Guidelines for Data Providers


Principal Investigators are Encouraged to Arrange with their Publishers for Access to Journal Articles via CEDR Prior to Submission of Data File Sets to CEDR

CEDR requests that investigators obtain permission from their publishers for inclusion of their research papers on the public CEDR web site, CEDRView. While cooperation from researchers is, at present, voluntary, the public need for reasonable access to government-funded research on the health of the DOE workforce is compelling. Investigators are urged to consider publication venues that permit such access.

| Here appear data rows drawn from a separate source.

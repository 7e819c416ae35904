use std::collections::{BTreeMap, HashSet};

use chrono::{DateTime, Utc};

use crate::normalize::normalize_url;
use crate::site::{CheckOutcome, CheckTarget, CollectionSnapshot, Site, SiteId, StatusFilter};
use crate::view_model::{AppViewModel, ImportStats, SiteRowView, StatusStats};

/// The monitored-site collection and its bookkeeping.
///
/// Only [`crate::update`] mutates it; readers get slices and snapshots.
#[derive(Debug, Clone, PartialEq, Eq)]
pub struct AppState {
    sites: Vec<Site>,
    next_id: SiteId,
    /// Outstanding checks per site. Entries outlive removed sites until the
    /// late result arrives, so the total stays an accurate in-flight count.
    in_flight: BTreeMap<SiteId, usize>,
    filter: Option<StatusFilter>,
    last_import: Option<ImportStats>,
    dirty: bool,
}

impl Default for AppState {
    fn default() -> Self {
        Self {
            sites: Vec::new(),
            next_id: 1,
            in_flight: BTreeMap::new(),
            filter: None,
            last_import: None,
            dirty: false,
        }
    }
}

impl AppState {
    pub fn new() -> Self {
        Self::default()
    }

    pub fn sites(&self) -> &[Site] {
        &self.sites
    }

    pub fn site(&self, site_id: SiteId) -> Option<&Site> {
        self.sites.iter().find(|site| site.id == site_id)
    }

    /// Sites matching `predicate`, in collection order.
    pub fn select(&self, predicate: impl Fn(&Site) -> bool) -> Vec<&Site> {
        self.sites.iter().filter(|site| predicate(site)).collect()
    }

    pub fn checks_in_flight(&self) -> usize {
        self.in_flight.values().sum()
    }

    pub fn is_checking(&self, site_id: SiteId) -> bool {
        self.in_flight.get(&site_id).is_some_and(|count| *count > 0)
    }

    pub fn active_filter(&self) -> Option<StatusFilter> {
        self.filter
    }

    pub fn snapshot(&self) -> CollectionSnapshot {
        CollectionSnapshot {
            sites: self.sites.clone(),
            next_id: self.next_id,
        }
    }

    /// Canonical URLs in collection order, one per line.
    pub fn export_text(&self) -> String {
        self.sites
            .iter()
            .map(|site| site.url.as_str())
            .collect::<Vec<_>>()
            .join("\n")
    }

    pub fn view(&self) -> AppViewModel {
        let sites = self
            .sites
            .iter()
            .filter(|site| self.filter.is_none_or(|filter| filter.matches(site)))
            .map(|site| SiteRowView::from_site(site, self.is_checking(site.id)))
            .collect();
        AppViewModel {
            sites,
            site_count: self.sites.len(),
            stats: StatusStats::tally(&self.sites),
            active_filter: self.filter,
            last_import: self.last_import,
            checks_in_flight: self.checks_in_flight(),
        }
    }

    /// Returns whether a re-render is due and clears the flag.
    pub fn consume_dirty(&mut self) -> bool {
        std::mem::take(&mut self.dirty)
    }

    pub(crate) fn mark_dirty(&mut self) {
        self.dirty = true;
    }

    fn url_taken(&self, url: &str, except: Option<SiteId>) -> bool {
        self.sites
            .iter()
            .any(|site| site.url == url && Some(site.id) != except)
    }

    fn allocate_id(&mut self) -> SiteId {
        let id = self.next_id;
        self.next_id += 1;
        id
    }

    fn begin_check(&mut self, site_id: SiteId, url: String) -> CheckTarget {
        *self.in_flight.entry(site_id).or_default() += 1;
        CheckTarget { site_id, url }
    }

    /// Appends a new pending site; `None` when the canonical URL is taken.
    pub(crate) fn insert_site(&mut self, raw_url: &str, at: DateTime<Utc>) -> Option<CheckTarget> {
        let url = normalize_url(raw_url);
        if self.url_taken(&url, None) {
            return None;
        }
        let id = self.allocate_id();
        self.sites.push(Site::pending(id, url.clone(), at));
        self.mark_dirty();
        Some(self.begin_check(id, url))
    }

    /// Rewrites a site's URL; status fields stay stale until the re-check lands.
    pub(crate) fn update_url(
        &mut self,
        site_id: SiteId,
        raw_url: &str,
        at: DateTime<Utc>,
    ) -> Option<CheckTarget> {
        let url = normalize_url(raw_url);
        if self.url_taken(&url, Some(site_id)) {
            return None;
        }
        let site = self.sites.iter_mut().find(|site| site.id == site_id)?;
        site.url = url.clone();
        site.last_checked = at;
        self.mark_dirty();
        Some(self.begin_check(site_id, url))
    }

    /// Starts a recheck unless one is already outstanding for the site.
    pub(crate) fn begin_recheck(&mut self, site_id: SiteId) -> Option<CheckTarget> {
        if self.is_checking(site_id) {
            return None;
        }
        let url = self.site(site_id)?.url.clone();
        self.mark_dirty();
        Some(self.begin_check(site_id, url))
    }

    /// Snapshots the matching, idle sites and starts a check for each.
    pub(crate) fn begin_recheck_many(
        &mut self,
        predicate: impl Fn(&Site) -> bool,
    ) -> Vec<CheckTarget> {
        let picked: Vec<(SiteId, String)> = self
            .sites
            .iter()
            .filter(|site| predicate(site) && !self.is_checking(site.id))
            .map(|site| (site.id, site.url.clone()))
            .collect();
        if !picked.is_empty() {
            self.mark_dirty();
        }
        picked
            .into_iter()
            .map(|(site_id, url)| self.begin_check(site_id, url))
            .collect()
    }

    /// Settles one outstanding check and merges its outcome by identity.
    /// Returns whether a live site was updated.
    pub(crate) fn finish_check(&mut self, site_id: SiteId, outcome: CheckOutcome) -> bool {
        if let Some(count) = self.in_flight.get_mut(&site_id) {
            *count = count.saturating_sub(1);
            if *count == 0 {
                self.in_flight.remove(&site_id);
            }
            self.mark_dirty();
        }
        match self.sites.iter_mut().find(|site| site.id == site_id) {
            Some(site) => {
                site.apply_outcome(outcome);
                self.mark_dirty();
                true
            }
            None => false,
        }
    }

    pub(crate) fn remove(&mut self, site_id: SiteId) -> bool {
        let before = self.sites.len();
        self.sites.retain(|site| site.id != site_id);
        let removed = self.sites.len() != before;
        if removed {
            self.mark_dirty();
        }
        removed
    }

    pub(crate) fn remove_all(&mut self) -> bool {
        if self.sites.is_empty() {
            return false;
        }
        self.sites.clear();
        self.mark_dirty();
        true
    }

    pub(crate) fn toggle_ignore(&mut self, site_id: SiteId) -> bool {
        match self.sites.iter_mut().find(|site| site.id == site_id) {
            Some(site) => {
                site.ignored = !site.ignored;
                self.mark_dirty();
                true
            }
            None => false,
        }
    }

    /// Applies a complete new ordering. Anything other than a permutation of
    /// the current ids is a caller error and leaves the order untouched.
    pub(crate) fn reorder(&mut self, order: &[SiteId]) -> bool {
        if order.len() != self.sites.len() {
            return false;
        }
        let mut remaining: BTreeMap<SiteId, Site> = self
            .sites
            .iter()
            .map(|site| (site.id, site.clone()))
            .collect();
        let mut reordered = Vec::with_capacity(order.len());
        for id in order {
            match remaining.remove(id) {
                Some(site) => reordered.push(site),
                None => return false,
            }
        }
        if reordered == self.sites {
            return false;
        }
        self.sites = reordered;
        self.mark_dirty();
        true
    }

    /// Replaces the collection with a persisted snapshot, re-establishing
    /// URL uniqueness and an id counter above every stored id.
    /// `SiteId::MAX` leaves no id to allocate after it, so such sites are dropped.
    pub(crate) fn restore(&mut self, snapshot: CollectionSnapshot) {
        let mut seen = HashSet::new();
        let mut sites = Vec::with_capacity(snapshot.sites.len());
        let mut ids = HashSet::new();
        for mut site in snapshot.sites {
            if site.id == SiteId::MAX {
                continue;
            }
            site.url = normalize_url(&site.url);
            if seen.insert(site.url.clone()) && ids.insert(site.id) {
                sites.push(site);
            }
        }
        let floor = sites.iter().map(|site| site.id.saturating_add(1)).max().unwrap_or(1);
        self.next_id = snapshot.next_id.max(floor);
        self.sites = sites;
        self.mark_dirty();
    }

    pub(crate) fn set_filter(&mut self, filter: Option<StatusFilter>) {
        if self.filter != filter {
            self.filter = filter;
            self.mark_dirty();
        }
    }

    pub(crate) fn set_last_import(&mut self, added: usize, skipped: usize) {
        self.last_import = Some(ImportStats { added, skipped });
        self.mark_dirty();
    }
}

Discussion. The rationale for CEDR is grounded in the need for openness of government and public access to records of government-funded research. While researchers have historically made the results of their work available through peer-reviewed scientific literature and standards, recently, concern has arisen that public access to published papers is inadequate. The barriers to access, predominately cost, have been widely acknowledged (http://publicaccess.nih.gov/publicaccess_QandA.htm and http://osc.universityofcalifornia.edu/). Legislative and academic initiatives to confront the cost of access to scholarly literature are becoming more frequent. Indeed, recent legislative efforts to require NIH-funded research to be publicly-available one year after publication are indicative of the trend.

By making documentation and underlying data files accessible to the public, the Department of Energy's CEDR program has been at the forefront of this paradigm shift. Nevertheless, conventional practices still result in completion of research and publication phases prior to submission of data and documentation to CEDR. Because published articles are generally more intellectually accessible than analytic data files, CEDR Users need access to journal articles. Thus, the public is disadvantaged when access to research articles is obstructed by rights models that require fees for use of reports of research already paid for by public funds.

To improve public access to CEDR-related research funded by DOE, including research conducted by others for DOE, CEDR strongly encourages researchers to consider rights management concerns in advance of submitting research papers to publishers. While there are many variants of permissions agreements, researchers have been successful in obtaining permission to install some (e.g., pre-final publication) versions of their papers on public institutional web servers (including CEDR).

Confidentiality Statement for Data Providers

A Confidentiality Statement is required of Data Providers to comply both with Federal privacy requirements and those imposed by the States which provide death certificate data.

This Confidentiality Statement form is in PostScript® or Adobe® Acrobat PDF format. To print the Postscript version, you must have a Postscript printer. To print the PDF version, you must have Get Acrobat Adobe Acrobat Reader (free), and a printer.

General Considerations for Submission of Data to CEDR

The Comprehensive Epidemiologic Data Resource (CEDR) Program is an effort of the U.S. Department of Energy to integrate and broaden access to its epidemiologic information. The CEDR information system, located at Lawrence Berkeley National Laboratory, began as a repository of data to support the DOE Worker Health and Mortality Study program, and is expanding to provide access to dose reconstruction, area monitoring, community health studies, and epidemiologic surveillance data.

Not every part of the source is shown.